**Exercise directions:** Pull each line containing "requests" from the data.

**Record set:**
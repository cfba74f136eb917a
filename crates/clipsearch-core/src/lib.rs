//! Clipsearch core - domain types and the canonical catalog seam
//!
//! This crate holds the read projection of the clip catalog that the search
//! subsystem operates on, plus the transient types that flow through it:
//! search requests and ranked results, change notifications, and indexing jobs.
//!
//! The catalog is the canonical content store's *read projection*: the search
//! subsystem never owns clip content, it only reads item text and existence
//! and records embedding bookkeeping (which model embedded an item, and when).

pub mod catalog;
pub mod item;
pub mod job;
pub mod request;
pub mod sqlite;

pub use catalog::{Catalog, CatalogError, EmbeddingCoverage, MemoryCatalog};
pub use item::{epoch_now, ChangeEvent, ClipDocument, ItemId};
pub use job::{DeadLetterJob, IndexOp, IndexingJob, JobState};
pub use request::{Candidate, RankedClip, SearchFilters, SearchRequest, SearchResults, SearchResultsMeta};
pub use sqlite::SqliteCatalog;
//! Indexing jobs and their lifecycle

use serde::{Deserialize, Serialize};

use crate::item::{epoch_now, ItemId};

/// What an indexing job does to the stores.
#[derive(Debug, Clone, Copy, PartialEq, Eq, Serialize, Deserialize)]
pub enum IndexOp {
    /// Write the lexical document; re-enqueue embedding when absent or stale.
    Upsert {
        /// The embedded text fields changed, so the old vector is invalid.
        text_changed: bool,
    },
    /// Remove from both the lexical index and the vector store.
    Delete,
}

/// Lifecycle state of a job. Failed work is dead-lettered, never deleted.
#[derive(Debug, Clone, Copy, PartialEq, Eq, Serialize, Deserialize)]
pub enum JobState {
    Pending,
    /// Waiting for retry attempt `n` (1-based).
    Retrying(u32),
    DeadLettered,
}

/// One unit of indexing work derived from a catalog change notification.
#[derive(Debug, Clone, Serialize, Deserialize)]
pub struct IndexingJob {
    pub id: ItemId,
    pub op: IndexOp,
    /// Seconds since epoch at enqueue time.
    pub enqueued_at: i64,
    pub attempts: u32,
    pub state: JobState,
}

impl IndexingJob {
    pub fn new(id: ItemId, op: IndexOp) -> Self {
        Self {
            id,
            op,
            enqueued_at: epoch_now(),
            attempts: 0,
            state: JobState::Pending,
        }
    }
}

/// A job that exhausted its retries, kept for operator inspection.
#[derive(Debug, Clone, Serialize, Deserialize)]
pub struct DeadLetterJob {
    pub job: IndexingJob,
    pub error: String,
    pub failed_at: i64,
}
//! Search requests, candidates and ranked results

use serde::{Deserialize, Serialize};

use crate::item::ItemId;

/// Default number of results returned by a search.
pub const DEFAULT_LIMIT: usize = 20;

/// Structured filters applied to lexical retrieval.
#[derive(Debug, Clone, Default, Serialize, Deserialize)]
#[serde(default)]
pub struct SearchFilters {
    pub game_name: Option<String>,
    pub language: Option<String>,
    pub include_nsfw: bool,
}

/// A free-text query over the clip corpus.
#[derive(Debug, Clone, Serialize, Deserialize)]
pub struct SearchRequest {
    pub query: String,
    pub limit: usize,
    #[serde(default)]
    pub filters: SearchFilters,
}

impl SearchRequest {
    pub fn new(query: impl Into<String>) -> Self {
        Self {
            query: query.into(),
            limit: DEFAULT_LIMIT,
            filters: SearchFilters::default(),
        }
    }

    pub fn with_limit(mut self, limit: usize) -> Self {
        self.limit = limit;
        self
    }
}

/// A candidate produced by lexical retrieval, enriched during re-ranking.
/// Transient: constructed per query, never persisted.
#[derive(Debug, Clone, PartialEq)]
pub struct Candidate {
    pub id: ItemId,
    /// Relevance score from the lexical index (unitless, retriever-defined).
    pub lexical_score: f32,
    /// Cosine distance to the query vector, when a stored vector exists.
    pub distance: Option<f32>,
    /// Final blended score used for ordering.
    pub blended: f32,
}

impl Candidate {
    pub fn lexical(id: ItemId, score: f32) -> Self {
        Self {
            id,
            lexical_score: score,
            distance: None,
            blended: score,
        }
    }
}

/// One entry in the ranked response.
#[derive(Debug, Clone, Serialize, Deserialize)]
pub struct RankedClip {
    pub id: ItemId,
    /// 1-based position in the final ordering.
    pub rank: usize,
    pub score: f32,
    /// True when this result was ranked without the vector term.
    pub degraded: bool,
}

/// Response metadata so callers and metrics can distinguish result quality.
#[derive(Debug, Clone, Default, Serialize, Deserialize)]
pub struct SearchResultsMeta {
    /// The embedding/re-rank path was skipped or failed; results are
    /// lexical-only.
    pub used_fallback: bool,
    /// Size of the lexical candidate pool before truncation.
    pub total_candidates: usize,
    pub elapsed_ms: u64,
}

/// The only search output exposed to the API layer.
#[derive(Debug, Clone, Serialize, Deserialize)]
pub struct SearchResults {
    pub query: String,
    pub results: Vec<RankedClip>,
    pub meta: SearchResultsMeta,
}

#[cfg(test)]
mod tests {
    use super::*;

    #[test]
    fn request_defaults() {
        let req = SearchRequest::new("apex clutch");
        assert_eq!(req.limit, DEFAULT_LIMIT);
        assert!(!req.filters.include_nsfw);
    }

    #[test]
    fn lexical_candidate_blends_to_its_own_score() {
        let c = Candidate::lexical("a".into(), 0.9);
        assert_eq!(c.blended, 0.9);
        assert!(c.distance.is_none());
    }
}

**Exercise solution:**
//! search requests and ranked results, change notifications, and indexing jobs.
//! Search requests, candidates and ranked results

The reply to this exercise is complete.